Oddly, that same day, while I sat in the dr. office, I found an ad for a phonics program online. There was a 5 day free trail so I ripped it out and stuffed it in my purse before anyone saw me.

On a good note.....Delaney only had a virus that cleared up in two days. And she LOVES the phonics program! And mom gets it for 5 weeks FREE!

Our day does not revolve around alarm clocks and running for a bus while inhaling a poptart and long days spent listening to a teacher and tests and...........

Delaney wakes and runs outside to play with her friends. Then we have some learning time spent with the daycare children (most who are only a few months behind her). Circle time. Stories. Arts and crafts. More play time. Lunch and then while the kids are taking naps, Delaney and I spend more one on one learning with her workbooks, games or her new fun and totally exciting phonics program!

It exactly what I wanted for her right now and seems to be working.
Course, it has only been a week. Get back to us in three months and I will let you know how it goes!

I suspect, though, she will still be running barefoot with her friends and loving it!



Wednesday, September 8, 2010

It's offical!

NJ drivers BEWARE!

I am officially a mom of a teenage driver!
Yesterday Ryan passed his driving test and got his license.
Say a prayer for him...........and for me!



And this is Delaney's thoughts on the matter..........


I totally agree!

Tuesday, September 7, 2010

1st Day of School

(Don't they look happy?)

The big yellow school bus

For those that don't know, I decided to homeschool Delaney for kindergarten this year. It was a choice done in frustration over the overly late school hours, lack of buses to get the kids and the addition of another town blending into our already overcrowded school system. When the school board members could not answer my many questions, I decided to keep Delaney home. There is more into this story but that is the rounded up smaller version in a nut shell!

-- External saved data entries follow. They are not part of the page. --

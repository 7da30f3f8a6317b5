// src/render.rs
//! Graphviz export of the follow graph. Layout is left to `dot`.

use std::fmt::Write;

use crate::store::RelationshipStore;

/// Renders every registered user as a node and every follow as an edge.
#[must_use]
pub fn to_dot(store: &RelationshipStore) -> String {
    let mut out = String::new();
    out.push_str("digraph follownet {\n");
    out.push_str("  node [shape=ellipse, style=filled, fillcolor=\"skyblue\", fontname=\"Arial Bold\"];\n");
    out.push_str("  edge [arrowsize=0.8];\n\n");

    // Isolated users still get a node.
    for user in store.users() {
        let _ = writeln!(out, "  {};", quote(user));
    }

    let edges = store.edges();
    if !edges.is_empty() {
        out.push('\n');
    }
    for edge in &edges {
        let _ = writeln!(out, "  {} -> {};", quote(&edge.follower), quote(&edge.followed));
    }

    out.push_str("}\n");
    out
}

fn quote(name: &str) -> String {
    let escaped = name.replace('\\', "\\\\").replace('"', "\\\"");
    format!("\"{escaped}\"")
}

#[cfg(test)]
mod tests {
    use super::*;

    #[test]
    fn includes_isolated_nodes_and_edges() {
        let mut store = RelationshipStore::in_memory(["Ama", "Bo", "Siaw"]).unwrap();
        store.follow("Bo", "Ama").unwrap();
        let dot = to_dot(&store);

        assert!(dot.starts_with("digraph follownet {"));
        assert!(dot.contains("  \"Siaw\";\n"));
        assert!(dot.contains("  \"Bo\" -> \"Ama\";\n"));
        assert!(dot.trim_end().ends_with('}'));
    }

    #[test]
    fn quotes_are_escaped() {
        assert_eq!(quote("say \"hi\""), "\"say \\\"hi\\\"\"");
    }
}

But one of the things that was making me feel bad was that I was taking away Delaney's big yellow school bus. School, to her was all about that bus. What happened once that bus stopped at the end of the ride was not on her mind. Being 5 was all about getting a new backpack and getting on the bus. She didn't care about anything else. Even though I had spent the summer explaining to her about staying home this year, which is was ok with, she still focused on the new backpack and on that bus.

We fixed the problem with the backpack by getting her one and putting all her learning books in that. She happily grabbed that, threw everything in there and found a special spot in her room.

The bus was another story!

This past weekend we were having dinner at a friends house and one of the guests drives a bus. He heard the story and offered to come over and give her a ride. So yesterday we told her that there was a surprise waiting for her in the evening.

The bus pulls up and she opens the door and yells, "Sean's bus is here!!" (Sean is one of my school age daycare children)
Which is funny in itself cause #1 it was a holiday and there were no buses
#2 Sean wasn't here!

Todd tells her that the bus was here for her and a round of "not'ahs" ensued! We had also called one of her friends to come over for the ride too and Morgan waited outside as well.

It had to be the best surprise ever. She was mixed with excitement and embarrassment but happily hopped on that bus like it was the best thing ever!

So, I just want to send a special THANK YOU out to Mr. and Mrs. Hall for really making Delaney's day!

Of course, she is asking when they will come back to give her another ride!

We will have to talk about that one!